Indonesia calls for new Asian treaty
Foreign Minister says it would help to build trust and confidence in a fast-changing region where the potential for conflict is growing
Agence France-Presse in Washington
Indonesia's foreign minister is calling for a new treaty spanning Asia to help build trust, warning of the potential for conflict in the fast-changing region.
On a visit to Washington, Foreign Minister Marty Natalegawa said a treaty could help end "the all-too-familiar vicious cycle of tensions" in Asia and instead encourage confidence by bringing countries together in their goals.
Without directly mentioning China or the United States, Natalegawa said that the region did not want "the unchecked preponderance of a single state" or the uncertainty created by feuds among rival powers.

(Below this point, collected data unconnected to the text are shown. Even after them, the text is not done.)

//! The hazard unit: forwarding tables, load-use marker and branch epoch.
//!
//! One instance lives per dispatch. The EX/MEM table carries ALU results not
//! yet written back, the MEM/WB table load results not yet written back; both
//! are keyed by register name. An entry exists exactly while its producer is
//! in flight, and write-back removes its own entries. Read-only registers
//! never enter the tables.
//!
//! The load-use marker holds the destination of an LW between decode and
//! memory-access. Decode blocks on it with a bounded wait: if the producing
//! load was flushed the stall self-clears after the timeout and the consumer
//! proceeds with a possibly stale value.

use std::collections::HashMap;
use std::sync::atomic::{AtomicBool, AtomicU64, Ordering};
use std::sync::{Condvar, Mutex};
use std::time::{Duration, Instant};

use log::trace;

use crate::isa::regs;
use crate::process::Pcb;

use super::token::DecodedInstruction;

/// Upper bound on a decode-stage load-use stall.
pub const LOAD_HAZARD_TIMEOUT: Duration = Duration::from_millis(50);

#[derive(Default)]
struct ForwardTables {
    ex_mem: HashMap<&'static str, i32>,
    mem_wb: HashMap<&'static str, i32>,
}

/// Per-core hazard state shared by all five stage threads.
pub struct HazardUnit {
    tables: Mutex<ForwardTables>,
    load_marker: Mutex<Option<&'static str>>,
    load_cv: Condvar,
    epoch: AtomicU64,
    branch_taken: AtomicBool,
}

impl Default for HazardUnit {
    fn default() -> Self {
        Self::new()
    }
}

impl HazardUnit {
    pub fn new() -> Self {
        Self {
            tables: Mutex::new(ForwardTables::default()),
            load_marker: Mutex::new(None),
            load_cv: Condvar::new(),
            epoch: AtomicU64::new(0),
            branch_taken: AtomicBool::new(false),
        }
    }

    /// Current branch epoch.
    pub fn epoch(&self) -> u64 {
        self.epoch.load(Ordering::Acquire)
    }

    /// Advances the epoch on a taken branch/jump; in-flight tokens carrying
    /// the old epoch become stale.
    pub fn bump_epoch(&self) -> u64 {
        self.epoch.fetch_add(1, Ordering::AcqRel) + 1
    }

    pub fn set_branch_taken(&self) {
        self.branch_taken.store(true, Ordering::Release);
    }

    /// Consumes the branch-taken flag; fetch uses it to abort a speculative
    /// fetch and retry from the new PC.
    pub fn take_branch_taken(&self) -> bool {
        self.branch_taken.swap(false, Ordering::AcqRel)
    }

    /// Reads a source register, preferring the EX/MEM table, then MEM/WB,
    /// then the register bank. Read-only registers bypass forwarding.
    pub fn read_with_forward(&self, name: &str, proc: &Pcb) -> i32 {
        let bank_value = proc.regs.lock().unwrap().read(name) as i32;
        if regs::is_read_only(name) {
            return bank_value;
        }

        let tables = self.tables.lock().unwrap();
        if let Some(&value) = tables.ex_mem.get(name) {
            trace!("fwd reg={} <- ALU value={}", name, value);
            return value;
        }
        if let Some(&value) = tables.mem_wb.get(name) {
            trace!("fwd reg={} <- LOAD value={}", name, value);
            return value;
        }
        bank_value
    }

    /// Publishes an ALU result produced at execute.
    pub fn publish_alu(&self, name: &'static str, value: i32) {
        if regs::is_read_only(name) {
            return;
        }
        self.tables.lock().unwrap().ex_mem.insert(name, value);
    }

    /// Publishes a load result produced at memory-access.
    pub fn publish_load(&self, name: &'static str, value: i32) {
        if regs::is_read_only(name) {
            return;
        }
        self.tables.lock().unwrap().mem_wb.insert(name, value);
    }

    /// Removes the retiring instruction's own entries at write-back.
    pub fn retire(&self, data: &DecodedInstruction) {
        let Some(name) = data.write_reg else {
            return;
        };
        let mut tables = self.tables.lock().unwrap();
        if data.alu_result.is_some() {
            tables.ex_mem.remove(name);
        }
        if data.load_result.is_some() {
            tables.mem_wb.remove(name);
        }
    }

    /// Arms the load-use marker for an LW's destination register.
    pub fn mark_load(&self, name: &'static str) {
        let mut marker = self.load_marker.lock().unwrap();
        *marker = Some(name);
    }

    /// Clears the marker. With a name, clears only if that register is the
    /// one marked; with `None`, clears unconditionally (flush paths).
    pub fn clear_load(&self, name: Option<&str>) {
        let mut marker = self.load_marker.lock().unwrap();
        if let (Some(expected), Some(current)) = (name, *marker) {
            if current != expected {
                return;
            }
        }
        *marker = None;
        self.load_cv.notify_all();
    }

    /// Whether the instruction in decode sources the marked register.
    pub fn load_conflicts(&self, data: &DecodedInstruction) -> bool {
        let marker = self.load_marker.lock().unwrap();
        match *marker {
            Some(name) => data.source_reg == Some(name) || data.target_reg == Some(name),
            None => false,
        }
    }

    /// Blocks until the marker no longer conflicts with `data`, or the
    /// timeout elapses. On timeout the marker self-clears and the caller
    /// proceeds with a possibly stale read; returns `false` in that case.
    pub fn wait_load_clear(&self, data: &DecodedInstruction, timeout: Duration) -> bool {
        let deadline = Instant::now() + timeout;
        let mut marker = self.load_marker.lock().unwrap();
        loop {
            let conflict = match *marker {
                Some(name) => data.source_reg == Some(name) || data.target_reg == Some(name),
                None => false,
            };
            if !conflict {
                return true;
            }

            let now = Instant::now();
            if now >= deadline {
                *marker = None;
                self.load_cv.notify_all();
                return false;
            }
            let (guard, _) = self.load_cv.wait_timeout(marker, deadline - now).unwrap();
            marker = guard;
        }
    }
}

"Instead, peace and stability in the region ought to be brought about through the promotion of an outlook that speaks of common security, common prosperity and common stability," he told the Centre for Strategic and International Studies.
Natalegawa said an "Indo-Pacific-Wide Treaty of Friendship and Co-operation" would be along the model of the Asean bloc's Treaty of Amity and Co-operation, which bans the use of force in settling disputes in Southeast Asia. First signed in 1976, the treaty is credited with winding down Cold War-era divisions in the now rapidly growing Association of Southeast Asian Nations. China, India and the United States have since acceded to the treaty.

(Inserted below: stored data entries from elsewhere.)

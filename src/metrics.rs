//! Final reports: per-process metrics and the memory-usage CSV.

use std::fmt::Write as _;
use std::fs;
use std::io;
use std::path::Path;
use std::sync::atomic::Ordering;
use std::sync::Arc;

use crate::process::{Pcb, State, TIMESTAMP_UNSET};
use crate::sched::UsageSample;

/// Renders the final metrics block for one process.
pub fn process_report(pcb: &Pcb) -> String {
    let c = &pcb.counters;
    let arrival = pcb.arrival.load(Ordering::Relaxed);
    let raw_start = pcb.start.load(Ordering::Relaxed);
    let start = if raw_start == TIMESTAMP_UNSET {
        arrival
    } else {
        raw_start
    };
    let finish = pcb.finish.load(Ordering::Relaxed);
    let burst = pcb.burst.load(Ordering::Relaxed);

    let turnaround = finish.saturating_sub(arrival);
    let waiting = turnaround.saturating_sub(burst);
    let response = start.saturating_sub(arrival);

    let state = match pcb.state.load() {
        State::Finished => "Finished",
        State::Ready => "Ready",
        State::Running => "Running",
        State::Blocked => "Blocked",
    };

    let mut out = String::new();
    let _ = writeln!(out, "==========================================================");
    let _ = writeln!(out, "PROCESS {} ({})", pcb.pid, pcb.name);
    let _ = writeln!(out, "==========================================================");
    let _ = writeln!(out, "final_state              {}", state);
    if let Some(fault) = pcb.fault_message() {
        let _ = writeln!(out, "error                    {}", fault);
    }
    let _ = writeln!(
        out,
        "quantum                  {}",
        pcb.quantum.load(Ordering::Relaxed)
    );
    let _ = writeln!(
        out,
        "priority                 {}",
        pcb.priority.load(Ordering::Relaxed)
    );
    let _ = writeln!(out, "arrival                  {}", arrival);
    let _ = writeln!(out, "start                    {}", start);
    let _ = writeln!(out, "finish                   {}", finish);
    let _ = writeln!(out, "burst                    {}", burst);
    let _ = writeln!(out, "turnaround               {}", turnaround);
    let _ = writeln!(out, "waiting                  {}", waiting);
    let _ = writeln!(out, "response                 {}", response);
    let _ = writeln!(out, "----------------------------------------------------------");
    let _ = writeln!(
        out,
        "pipeline_cycles          {}",
        c.pipeline_cycles.load(Ordering::Relaxed)
    );
    let _ = writeln!(
        out,
        "stage_invocations        {}",
        c.stage_invocations.load(Ordering::Relaxed)
    );
    let _ = writeln!(
        out,
        "instructions_completed   {}",
        c.instructions_completed.load(Ordering::Relaxed)
    );
    let _ = writeln!(
        out,
        "load_use_stalls          {}",
        c.stall_events.load(Ordering::Relaxed)
    );
    let _ = writeln!(
        out,
        "io_cycles                {}",
        c.io_cycles.load(Ordering::Relaxed)
    );
    let _ = writeln!(out, "----------------------------------------------------------");
    let _ = writeln!(
        out,
        "mem_accesses             {} (reads {} / writes {})",
        c.mem_accesses_total.load(Ordering::Relaxed),
        c.mem_reads.load(Ordering::Relaxed),
        c.mem_writes.load(Ordering::Relaxed)
    );
    let reads_h = c.cache_read_hits.load(Ordering::Relaxed);
    let reads_m = c.cache_read_misses.load(Ordering::Relaxed);
    let writes_h = c.cache_write_hits.load(Ordering::Relaxed);
    let writes_m = c.cache_write_misses.load(Ordering::Relaxed);
    let _ = writeln!(
        out,
        "l1_accesses              {}",
        c.cache_accesses.load(Ordering::Relaxed)
    );
    let _ = writeln!(out, "  reads                  {} hits / {} misses", reads_h, reads_m);
    let _ = writeln!(out, "  writes                 {} hits / {} misses", writes_h, writes_m);
    let _ = writeln!(
        out,
        "primary_accesses         {}",
        c.primary_accesses.load(Ordering::Relaxed)
    );
    let _ = writeln!(
        out,
        "secondary_accesses       {}",
        c.secondary_accesses.load(Ordering::Relaxed)
    );
    let _ = writeln!(
        out,
        "memory_cycles            {}",
        c.memory_cycles.load(Ordering::Relaxed)
    );
    let _ = writeln!(out, "total_time               {}", pcb.total_time());

    let cores = pcb.cores_used.lock().unwrap();
    let cores_str: Vec<String> = cores.iter().map(|c| c.to_string()).collect();
    let _ = writeln!(out, "cores_used               [{}]", cores_str.join(", "));
    drop(cores);

    let _ = writeln!(out, "registers                {}", pcb.regs.lock().unwrap().dump());

    let output = pcb.snapshot_output();
    if output.is_empty() {
        let _ = writeln!(out, "program_output           (none)");
    } else {
        let _ = writeln!(out, "program_output");
        for line in output {
            let _ = writeln!(out, "  -> {}", line);
        }
    }
    let _ = writeln!(out, "==========================================================");
    out
}

/// Writes one metrics file per process under `dir`.
pub fn write_process_reports(procs: &[Arc<Pcb>], dir: &Path) -> io::Result<()> {
    fs::create_dir_all(dir)?;
    for pcb in procs {
        let path = dir.join(format!("metrics_pid{}.txt", pcb.pid));
        fs::write(path, process_report(pcb))?;
    }
    Ok(())
}

/// Writes the simulator-wide memory-usage CSV.
pub fn write_memory_csv(samples: &[UsageSample], path: &Path) -> io::Result<()> {
    if let Some(parent) = path.parent() {
        fs::create_dir_all(parent)?;
    }
    let mut out = String::from(
        "event,frames_used,frames_total,swap_slots_used,swap_slots_total,cache_lines_used,cache_lines_total\n",
    );
    for sample in samples {
        let u = sample.usage;
        let _ = writeln!(
            out,
            "{},{},{},{},{},{},{}",
            sample.event,
            u.frames_used,
            u.frames_total,
            u.swap_slots_used,
            u.swap_slots_total,
            u.cache_lines_used,
            u.cache_lines_total
        );
    }
    fs::write(path, out)
}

The Indonesian foreign minister defined the Indo-Pacific as stretching across the Indian and Pacific Oceans, saying that the region formed a key engine of world growth and was too often viewed in distinct sections.
Natalegawa called for the region to be upfront about its frictions, saying that nations should acknowledge territorial disputes and not "attempt to create new realities on the ground or at sea".
Several of China's neighbours, including Vietnam, the Philippines and Japan, have accused Beijing of aggressive encroachment to exert territorial claims. In turn, Japan has refused to describe islets claimed by China as disputed.
Natalegawa warned that the recent crisis over North Korea could mark "a significant leap" in tensions and hinted at fears that neighbouring nations would eventually seek their own nuclear arsenals.
North Korea's nuclear programme "may actually be altering the security equation in the region. Proliferation pressures, not unlike for example those in the Indian subcontinent, may ensue", he said.
Natalegawa later met US Secretary of State John Kerry, who said that Indonesia "plays a critical role in the balance of interests in that region".
US President Barack Obama, who spent part of his childhood in Indonesia, put a priority in his first term on building ties with the world's most populous Muslim-majority country, which has quickly embraced democracy since the 1990s.
While some experts see the warming ties as more rhetorical than substantive, the US has notably boosted relations with Indonesia's military after earlier concerns about the elite Kopassus unit's human rights record.
Joseph Yun, the acting US assistant secretary of state for East Asia, said that the United States and Indonesia should become more active together on international areas of concern.